On January 25, 2010, the Company entered into a Collateral Agreement (the “Collateral Agreement”) with Metal Recovery Solutions, LLC (“MRS”), a privately-held Nevada company, in which it is proposed that the Company will acquire twenty-five percent of all of the issued and outstanding equity of MRS for aggregate investment of $2,000. The Collateral Agreement required the Company to promptly pay $500 to MRS, with the Company’s intention to invest the remaining $1,500 being set forth in a letter of intent (the “LOI”) entered into on January 25, 2010, the material terms of which are non-binding. As part of the agreement ORO Recovery Solutions (“ORO Solutions”) will receive a grant of ten percent of all of the issued and outstanding equity of MRS.

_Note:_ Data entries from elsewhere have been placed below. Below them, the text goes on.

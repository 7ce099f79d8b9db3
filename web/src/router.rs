use crate::controller::{
    health_check_controller, log_session_controller, log_stream_controller,
};
use crate::{params, AppState};
use axum::{
    http::{HeaderValue, Method},
    routing::{get, post},
    Router,
};
use tower_http::cors::CorsLayer;

use utoipa::OpenApi;
use utoipa_rapidoc::RapiDoc;

// This is the global definition of our OpenAPI spec. To be a part
// of the rendered spec, a path and schema must be listed here.
#[derive(OpenApi)]
#[openapi(
        info(
            title = "Logstream Gateway API"
        ),
        paths(
            health_check_controller::health_check,
            log_session_controller::create,
            log_stream_controller::stream,
        ),
        components(
            schemas(
                params::log_session::CreateParams,
                log_session_controller::CreateResponse,
            )
        ),
        tags(
            (name = "logstream_gateway", description = "Session-scoped log streaming gateway API")
        )
    )]
struct ApiDoc;

pub fn define_routes(app_state: AppState) -> Router {
    Router::new()
        .merge(health_routes())
        .merge(log_session_routes(app_state.clone()))
        .merge(log_stream_routes(app_state))
        .merge(RapiDoc::with_openapi("/api-docs/openapi.json", ApiDoc::openapi()).path("/rapidoc"))
}

fn health_routes() -> Router {
    Router::new().route("/health", get(health_check_controller::health_check))
}

fn log_session_routes(app_state: AppState) -> Router {
    Router::new()
        .route("/logs/sessions", post(log_session_controller::create))
        .layer(cors_layer(&app_state))
        .with_state(app_state)
}

// The stream endpoint sets its own permissive CORS header as part of the
// event-stream response framing, so the configured CORS layer only wraps the
// JSON provisioning route.
fn log_stream_routes(app_state: AppState) -> Router {
    Router::new()
        .route(
            "/logs/stream/{session_id}",
            get(log_stream_controller::stream),
        )
        .with_state(app_state)
}

fn cors_layer(app_state: &AppState) -> CorsLayer {
    let allowed_origins: Vec<HeaderValue> = app_state
        .config
        .allowed_origins
        .iter()
        .filter_map(|origin| origin.parse().ok())
        .collect();

    CorsLayer::new()
        .allow_origin(allowed_origins)
        .allow_methods([Method::GET, Method::POST])
}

NOTE 17 - Stockholders' Equity

Common Stock

The Company received proceeds of approximately $53 during the six months ended January 31, 2010 from the exercising of an aggregate of 31,250 options issued to officers and directors. The Company also issued 44,184 shares upon the cashless exercising of options during the six months ended January 31, 2010.

As part of the settlement agreement with the Company’s former Executive Vice-President, upon his termination without cause, the unvested portion of a previous restricted share grant of 41,667 shares was forfeited.

During the six months ended January 31, 2010 and 2009, the Company recorded approximately $848 and $588 in equity compensation expense related to the vesting of restricted stock grants and stock options, respectively.  As of January 31, 2010, the total compensation cost related to unvested restricted stock granted, but not yet recognized, was $157.

The Company accounts for non-employee equity based awards in which goods or services are the consideration received for the equity instruments issued at their fair value.

Stock Split

On January 25, 2010, the Company announced that, to meet minimum share price requirements in connection with its NYSE Amex listing, it effected a reverse stock split, with every four (4) shares of common stock of the Company issued and outstanding being converted into one (1) share of common stock. The reverse split was originally approved by shareholders at the Annual Shareholders Meeting held on October 31, 2008 and subsequently ratified by shareholders at the recent Annual Shareholders Meeting held on January 19, 2010.    No fractional common shares will be issued in connection with the reverse split. A holder of common shares, who otherwise would have been entitled to receive a fractional share as a result of the reverse split, will receive an amount in cash equal to the dollar amount multiplied by such fractional entitlement.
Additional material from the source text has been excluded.